→ **Task details**: Go through the entries and copy every line that has the string "contains" in it.

Excerpts from a dataset
[Start of Attachment]
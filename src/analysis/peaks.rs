/// Peak picking
///
/// One pass over a three-sample window. A sample is a peak when it rises
/// above the threshold and above both neighbours (falls below all three for
/// inverted spectra). Only peaks inside the visible X range are kept, and
/// the scan stops at the configured cap.
use serde::{Deserialize, Serialize};

use crate::config::PeakConfig;
use crate::data::coordinate::{self, format_decimal};
use crate::data::Spectrum;
use crate::view::scale::ScaleData;

#[derive(Debug, Clone, Copy, PartialEq, Serialize, Deserialize)]
pub struct Peak {
    /// Sample index of the extremum
    pub index: usize,
    pub x: f64,
    pub y: f64,
}

#[derive(Debug, Clone, Default, Serialize, Deserialize)]
pub struct PeakData {
    pub peaks: Vec<Peak>,
    pub threshold: f64,
    pub min_y: f64,
    pub max_y: f64,
    pub interpolated: bool,
}

impl PeakData {
    /// Pick peaks of `spec` within the visible range of `scale`.
    pub fn compute(spec: &Spectrum, scale: &ScaleData, config: &PeakConfig) -> Self {
        let min_y = scale.min_y_on_scale;
        let max_y = scale.max_y_on_scale;
        let threshold = config
            .threshold
            .unwrap_or((min_y + max_y) / 2.0);
        let mut data = Self {
            peaks: Vec::new(),
            threshold,
            min_y,
            max_y,
            interpolated: config.interpolate,
        };
        let coords = &spec.coords;
        if coords.len() < 3 || config.max_peaks == 0 {
            return data;
        }
        let min_x = scale.min_x_on_scale;
        let max_x = scale.max_x_on_scale;

        for i in 2..coords.len() {
            let (y0, y1, y2) = (coords[i - 2].y, coords[i - 1].y, coords[i].y);
            let is_peak = if spec.inverted {
                y1 < threshold && y0 > y1 && y1 < y2
            } else {
                y1 > threshold && y0 < y1 && y1 > y2
            };
            if !is_peak {
                continue;
            }
            let x = if config.interpolate {
                coordinate::parabolic_interpolation(coords, i - 1)
            } else {
                coords[i - 1].x
            };
            if x >= min_x && x <= max_x {
                data.peaks.push(Peak { index: i - 1, x, y: y1 });
                if data.peaks.len() == config.max_peaks {
                    break;
                }
            }
        }
        log::debug!(
            "Picked {} peaks in '{}' above {}",
            data.peaks.len(),
            spec.title,
            threshold
        );
        data
    }

    pub fn len(&self) -> usize {
        self.peaks.len()
    }

    pub fn is_empty(&self) -> bool {
        self.peaks.is_empty()
    }

    pub fn get(&self, i: usize) -> Option<&Peak> {
        self.peaks.get(i)
    }

    /// Peak to move to from `x`.
    ///
    /// The nearest peak strictly beyond `x` in the direction of `step`
    /// (positive is toward larger x); failing that, the farthest peak on the
    /// other side, so navigation wraps around.
    pub fn next_peak(&self, x: f64, step: i32) -> Option<usize> {
        if self.peaks.is_empty() || step == 0 {
            return None;
        }
        let dir = step.signum() as f64;
        let x0 = x + dir * 1e-6;
        let mut ahead: Option<(usize, f64)> = None;
        let mut behind: Option<(usize, f64)> = None;
        for (i, p) in self.peaks.iter().enumerate() {
            let d = (p.x - x0) * dir;
            if d > 0.0 {
                if ahead.map_or(true, |(_, best)| d < best) {
                    ahead = Some((i, d));
                }
            } else if d < 0.0 && behind.map_or(true, |(_, best)| d < best) {
                behind = Some((i, d));
            }
        }
        ahead.or(behind).map(|(i, _)| i)
    }

    /// Index of the peak closest to `x`.
    pub fn nearest(&self, x: f64) -> Option<usize> {
        self.peaks
            .iter()
            .enumerate()
            .min_by(|a, b| {
                (a.1.x - x)
                    .abs()
                    .partial_cmp(&(b.1.x - x).abs())
                    .unwrap_or(std::cmp::Ordering::Equal)
            })
            .map(|(i, _)| i)
    }

    /// Rows of (number, x, y) for a peak listing.
    pub fn to_table(&self) -> Vec<[String; 3]> {
        self.peaks
            .iter()
            .enumerate()
            .map(|(i, p)| {
                [
                    (i + 1).to_string(),
                    format_decimal(p.x, 4),
                    format_decimal(p.y, 4),
                ]
            })
            .collect()
    }
}

#[cfg(test)]
mod tests {
    use super::*;
    use crate::data::Coordinate;

    fn spectrum(ys: &[f64]) -> Spectrum {
        let xs: Vec<f64> = (0..ys.len()).map(|i| i as f64).collect();
        Spectrum::new("t", Coordinate::from_xy(&xs, ys))
    }

    fn scale_for(spec: &Spectrum) -> ScaleData {
        ScaleData::from_coords(&spec.coords, 0, spec.coords.len() - 1, 14, 10, true)
    }

    #[test]
    fn test_single_peak_scenario() {
        let spec = spectrum(&[0.0, 5.0, 0.0, -5.0, 0.0]);
        let config = PeakConfig {
            threshold: Some(2.0),
            ..Default::default()
        };
        let data = PeakData::compute(&spec, &scale_for(&spec), &config);
        assert_eq!(data.len(), 1);
        let p = data.peaks[0];
        assert!(p.x > 0.0 && p.x < 2.0);
        assert!(p.y >= 0.0 && p.y <= 5.0);
        assert_eq!(p.index, 1);
    }

    #[test]
    fn test_inverted_picks_minima() {
        let mut spec = spectrum(&[0.0, 5.0, 0.0, -5.0, 0.0]);
        spec.inverted = true;
        let config = PeakConfig {
            threshold: Some(-2.0),
            ..Default::default()
        };
        let data = PeakData::compute(&spec, &scale_for(&spec), &config);
        assert_eq!(data.len(), 1);
        assert_eq!(data.peaks[0].index, 3);
    }

    #[test]
    fn test_default_threshold_is_mid_scale() {
        let spec = spectrum(&[0.0, 10.0, 0.0, 3.0, 0.0]);
        let scale = scale_for(&spec);
        let data = PeakData::compute(&spec, &scale, &PeakConfig::default());
        assert_eq!(data.threshold, (scale.min_y_on_scale + scale.max_y_on_scale) / 2.0);
        assert_eq!(data.len(), 1);
    }

    #[test]
    fn test_cap_and_range() {
        let ys: Vec<f64> = (0..1000).map(|i| if i % 2 == 1 { 10.0 } else { 0.0 }).collect();
        let spec = spectrum(&ys);
        let config = PeakConfig {
            threshold: Some(1.0),
            ..Default::default()
        };
        let full = PeakData::compute(&spec, &scale_for(&spec), &config);
        assert_eq!(full.len(), 100);

        let mut scale = scale_for(&spec);
        scale.set_x_range(100.0, 140.0);
        let zoomed = PeakData::compute(&spec, &scale, &config);
        assert!(zoomed.len() <= 100);
        assert!(!zoomed.is_empty());
        for p in &zoomed.peaks {
            assert!(p.x >= scale.min_x_on_scale && p.x <= scale.max_x_on_scale);
        }
    }

    #[test]
    fn test_next_peak_wraps() {
        let data = PeakData {
            peaks: [1.0, 4.0, 7.0]
                .iter()
                .enumerate()
                .map(|(i, &x)| Peak { index: i, x, y: 1.0 })
                .collect(),
            ..Default::default()
        };
        assert_eq!(data.next_peak(4.0, 1), Some(2));
        assert_eq!(data.next_peak(4.0, -1), Some(0));
        assert_eq!(data.next_peak(7.0, 1), Some(0));
        assert_eq!(data.next_peak(1.0, -1), Some(2));
        assert_eq!(data.nearest(3.2), Some(1));
        assert_eq!(data.to_table()[2][1], "7");
    }
}
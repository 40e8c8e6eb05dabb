/// Abstract drawing surface
///
/// The engine converts everything to pixels before calling in, so an
/// implementation only needs to know how to put lines, boxes and text on
/// screen. Colors are requested by role and resolved by the implementation.
use image::GrayImage;

use crate::config::ColorRole;

#[derive(Debug, Clone, Copy, PartialEq, Eq)]
pub enum ArrowType {
    Up,
    Down,
    Left,
    Right,
    Reset,
    Home,
}

pub trait Canvas {
    fn set_color(&mut self, role: ColorRole);

    /// Plot color of spectrum `i` in the palette
    fn set_plot_color(&mut self, i: usize);

    fn set_stroke_bold(&mut self, bold: bool);

    fn draw_line(&mut self, x0: i32, y0: i32, x1: i32, y1: i32);

    fn draw_rect(&mut self, x: i32, y: i32, width: i32, height: i32);

    fn fill_box(&mut self, x: i32, y: i32, width: i32, height: i32);

    /// Circle centered on `(x, y)`
    fn draw_circle(&mut self, x: i32, y: i32, diameter: i32);

    fn fill_circle(&mut self, x: i32, y: i32, diameter: i32);

    /// Text with its baseline-left corner at `(x, y)`
    fn draw_string(&mut self, text: &str, x: i32, y: i32);

    fn string_width(&self, text: &str) -> i32;

    fn font_height(&self) -> i32;

    fn fill_arrow(&mut self, kind: ArrowType, x: i32, y: i32, fill: bool);

    /// Small square handle centered on `(x, y)`
    fn draw_handle(&mut self, x: i32, y: i32, outline_only: bool) {
        if outline_only {
            self.draw_rect(x - 2, y - 2, 4, 4);
        } else {
            self.fill_box(x - 2, y - 2, 5, 5);
        }
    }

    /// Gray image scaled into the given pixel rectangle
    fn draw_image(&mut self, _image: &GrayImage, _x: i32, _y: i32, _width: i32, _height: i32) {}
}

/// One recorded drawing call
#[derive(Debug, Clone, PartialEq)]
pub enum DrawOp {
    Color(ColorRole),
    PlotColor(usize),
    Bold(bool),
    Line(i32, i32, i32, i32),
    Rect(i32, i32, i32, i32),
    FillBox(i32, i32, i32, i32),
    Circle(i32, i32, i32),
    FillCircle(i32, i32, i32),
    Text(String, i32, i32),
    Arrow(ArrowType, i32, i32, bool),
    Image(u32, u32, i32, i32, i32, i32),
}

/// Canvas that keeps every call, for tests and headless export of the
/// drawing sequence. Text is measured at a fixed 7x12 cell.
#[derive(Debug, Clone, Default)]
pub struct RecordingCanvas {
    pub ops: Vec<DrawOp>,
}

impl RecordingCanvas {
    pub fn new() -> Self {
        Self::default()
    }

    pub fn texts(&self) -> Vec<&str> {
        self.ops
            .iter()
            .filter_map(|op| match op {
                DrawOp::Text(s, _, _) => Some(s.as_str()),
                _ => None,
            })
            .collect()
    }

    pub fn lines(&self) -> Vec<(i32, i32, i32, i32)> {
        self.ops
            .iter()
            .filter_map(|op| match *op {
                DrawOp::Line(a, b, c, d) => Some((a, b, c, d)),
                _ => None,
            })
            .collect()
    }

    pub fn count(&self, pred: impl Fn(&DrawOp) -> bool) -> usize {
        self.ops.iter().filter(|op| pred(op)).count()
    }
}

impl Canvas for RecordingCanvas {
    fn set_color(&mut self, role: ColorRole) {
        self.ops.push(DrawOp::Color(role));
    }

    fn set_plot_color(&mut self, i: usize) {
        self.ops.push(DrawOp::PlotColor(i));
    }

    fn set_stroke_bold(&mut self, bold: bool) {
        self.ops.push(DrawOp::Bold(bold));
    }

    fn draw_line(&mut self, x0: i32, y0: i32, x1: i32, y1: i32) {
        self.ops.push(DrawOp::Line(x0, y0, x1, y1));
    }

    fn draw_rect(&mut self, x: i32, y: i32, width: i32, height: i32) {
        self.ops.push(DrawOp::Rect(x, y, width, height));
    }

    fn fill_box(&mut self, x: i32, y: i32, width: i32, height: i32) {
        self.ops.push(DrawOp::FillBox(x, y, width, height));
    }

    fn draw_circle(&mut self, x: i32, y: i32, diameter: i32) {
        self.ops.push(DrawOp::Circle(x, y, diameter));
    }

    fn fill_circle(&mut self, x: i32, y: i32, diameter: i32) {
        self.ops.push(DrawOp::FillCircle(x, y, diameter));
    }

    fn draw_string(&mut self, text: &str, x: i32, y: i32) {
        self.ops.push(DrawOp::Text(text.to_string(), x, y));
    }

    fn string_width(&self, text: &str) -> i32 {
        7 * text.chars().count() as i32
    }

    fn font_height(&self) -> i32 {
        12
    }

    fn fill_arrow(&mut self, kind: ArrowType, x: i32, y: i32, fill: bool) {
        self.ops.push(DrawOp::Arrow(kind, x, y, fill));
    }

    fn draw_image(&mut self, image: &GrayImage, x: i32, y: i32, width: i32, height: i32) {
        self.ops
            .push(DrawOp::Image(image.width(), image.height(), x, y, width, height));
    }
}

#[cfg(test)]
mod tests {
    use super::*;

    #[test]
    fn test_recording_canvas_keeps_order() {
        let mut c = RecordingCanvas::new();
        c.set_color(ColorRole::Grid);
        c.draw_line(0, 0, 10, 0);
        c.draw_string("1.5", 3, 4);
        c.draw_handle(5, 5, false);
        assert_eq!(c.ops[0], DrawOp::Color(ColorRole::Grid));
        assert_eq!(c.lines(), vec![(0, 0, 10, 0)]);
        assert_eq!(c.texts(), vec!["1.5"]);
        assert_eq!(c.ops[3], DrawOp::FillBox(3, 3, 5, 5));
        assert_eq!(c.string_width("abc"), 21);
    }
}
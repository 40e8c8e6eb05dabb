//! End-to-end pointer, key and drawing sequences through the public panel API.

use approx::assert_abs_diff_eq;

use spectral_view::view::{DrawOp, RecordingCanvas};
use spectral_view::{Coordinate, Key, Nucleus, PanelData, SessionLog, Spectrum, Subspectrum, ViewConfig};

/// Lorentzian lines on a 0..10 ppm axis sampled every 0.05 ppm
fn trace(centers: &[f64]) -> Vec<Coordinate> {
    (0..=200)
        .map(|i| {
            let x = i as f64 * 0.05;
            let y = centers
                .iter()
                .map(|c| 1.0 / (1.0 + ((x - c) * 10.0).powi(2)))
                .sum();
            Coordinate::new(x, y)
        })
        .collect()
}

fn proton(title: &str, centers: &[f64]) -> Spectrum {
    Spectrum::nmr(title, Nucleus::H1, 400.0, trace(centers))
}

fn hsqc() -> Spectrum {
    let rows = (0..8)
        .map(|r| Subspectrum {
            y2d: 10.0 * r as f64,
            coords: trace(&[2.0 + r as f64 * 0.5]),
        })
        .collect();
    Spectrum::two_d("hsqc", Nucleus::H1, 400.0, rows)
}

fn panel(spectra: Vec<Spectrum>) -> PanelData {
    let mut p = PanelData::new(spectra, ViewConfig::default()).unwrap();
    p.set_size(600, 440);
    p
}

fn operations(log: &SessionLog, name: &str) -> usize {
    log.entries.iter().filter(|e| e.operation == name).count()
}

#[test]
fn test_drag_zoom_then_page_back() {
    let mut p = panel(vec![proton("a", &[2.0, 5.0, 8.0])]);
    let (full_min, full_max) = (p.current_set().view().min_x(), p.current_set().view().max_x());
    let xa = p.current_set().to_x(150);
    let xb = p.current_set().to_x(350);

    p.mouse_pressed(150, 100, false);
    p.mouse_dragged(250, 200);
    p.mouse_dragged(350, 250);
    p.mouse_released();

    let gs = p.current_set();
    assert_eq!(gs.history_len(), 2);
    assert_eq!(gs.current_zoom_index(), 1);
    assert_abs_diff_eq!(gs.view().min_x(), xa.min(xb), epsilon = 0.1);
    assert_abs_diff_eq!(gs.view().max_x(), xa.max(xb), epsilon = 0.1);
    assert_eq!(operations(p.session(), "Zoom"), 1);

    p.key_pressed(Key::PageUp);
    let gs = p.current_set();
    assert_eq!(gs.current_zoom_index(), 0);
    assert_eq!(gs.view().min_x(), full_min);
    assert_eq!(gs.view().max_x(), full_max);
    assert_eq!(operations(p.session(), "View"), 1);
}

#[test]
fn test_tiny_drag_leaves_history_alone() {
    let mut p = panel(vec![proton("a", &[2.0, 5.0])]);
    p.mouse_pressed(200, 100, false);
    p.mouse_dragged(202, 180);
    p.mouse_released();
    assert_eq!(p.current_set().history_len(), 1);
    assert!(p.session().is_empty());
}

#[test]
fn test_drag_zoom_in_one_set_links_the_other() {
    let mut p = panel(vec![proton("a", &[2.0, 5.0]), hsqc()]);
    p.mouse_pressed(150, 60, false);
    p.mouse_dragged(350, 120);
    p.mouse_released();

    assert_eq!(p.current_index(), 0);
    let (top, bottom) = (&p.graph_sets()[0], &p.graph_sets()[1]);
    assert_eq!(top.history_len(), 2);
    assert_eq!(bottom.history_len(), 2);
    assert_abs_diff_eq!(bottom.view().min_x(), top.view().min_x(), epsilon = 0.051);
    assert_abs_diff_eq!(bottom.view().max_x(), top.view().max_x(), epsilon = 0.051);
    assert_eq!(operations(p.session(), "Zoom"), 2);
}

#[test]
fn test_draw_covers_every_set() {
    let mut p = panel(vec![proton("a", &[2.0]), hsqc()]);
    let mut canvas = RecordingCanvas::new();
    p.draw(&mut canvas);

    assert!(matches!(canvas.ops.first(), Some(DrawOp::Color(_))));
    assert_eq!(canvas.ops.get(1), Some(&DrawOp::FillBox(0, 0, 600, 440)));
    let texts = canvas.texts();
    assert!(texts.contains(&"a"));
    assert!(texts.contains(&"hsqc"));
    assert_eq!(canvas.count(|op| matches!(op, DrawOp::Image(..))), 1);
    assert!(!p.needs_repaint());
}

#[test]
fn test_peaks_and_integral_marks() {
    let mut p = panel(vec![proton("a", &[2.0, 5.0, 8.0])]);
    let n = p.with_current(|gs, spectra| gs.set_peak_list(spectra, None));
    assert_eq!(n, 3);
    p.with_current(|gs, spectra| gs.add_integral_marks(spectra, "1.5-2.5, 4.5-5.5"));

    let gs = p.current_set();
    assert_eq!(gs.peak_list(0).map(|pl| pl.len()), Some(3));
    assert_eq!(gs.integrals(0).map(|ig| ig.len()), Some(2));
    assert_eq!(operations(p.session(), "Peak list"), 1);
}

#[test]
fn test_split_stack_round_trip() {
    let mut p = panel(vec![proton("a", &[2.0]), proton("b", &[5.0]), proton("c", &[8.0])]);
    p.split_stack(true);
    assert_eq!(p.current_set().n_split(), 3);
    p.split_stack(false);
    assert_eq!(p.current_set().n_split(), 1);
    assert_eq!(operations(p.session(), "Split/stack"), 2);
}

#[test]
fn test_session_log_exports() {
    let mut p = panel(vec![proton("a", &[2.0, 5.0])]);
    p.zoom(1.0, 0.0, 6.0, 1.0);
    p.key_pressed(Key::Home);

    let text = p.session().to_text();
    assert!(text.contains("Zoom"));
    let json = p.session().to_json().unwrap();
    let parsed: SessionLog = serde_json::from_str(&json).unwrap();
    assert_eq!(parsed.len(), p.session().len());
}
[End of Attachment]
→ **Result**:
    assert!(texts.contains(&"a"));
    assert!(texts.contains(&"hsqc"));
    assert!(text.contains("Zoom"));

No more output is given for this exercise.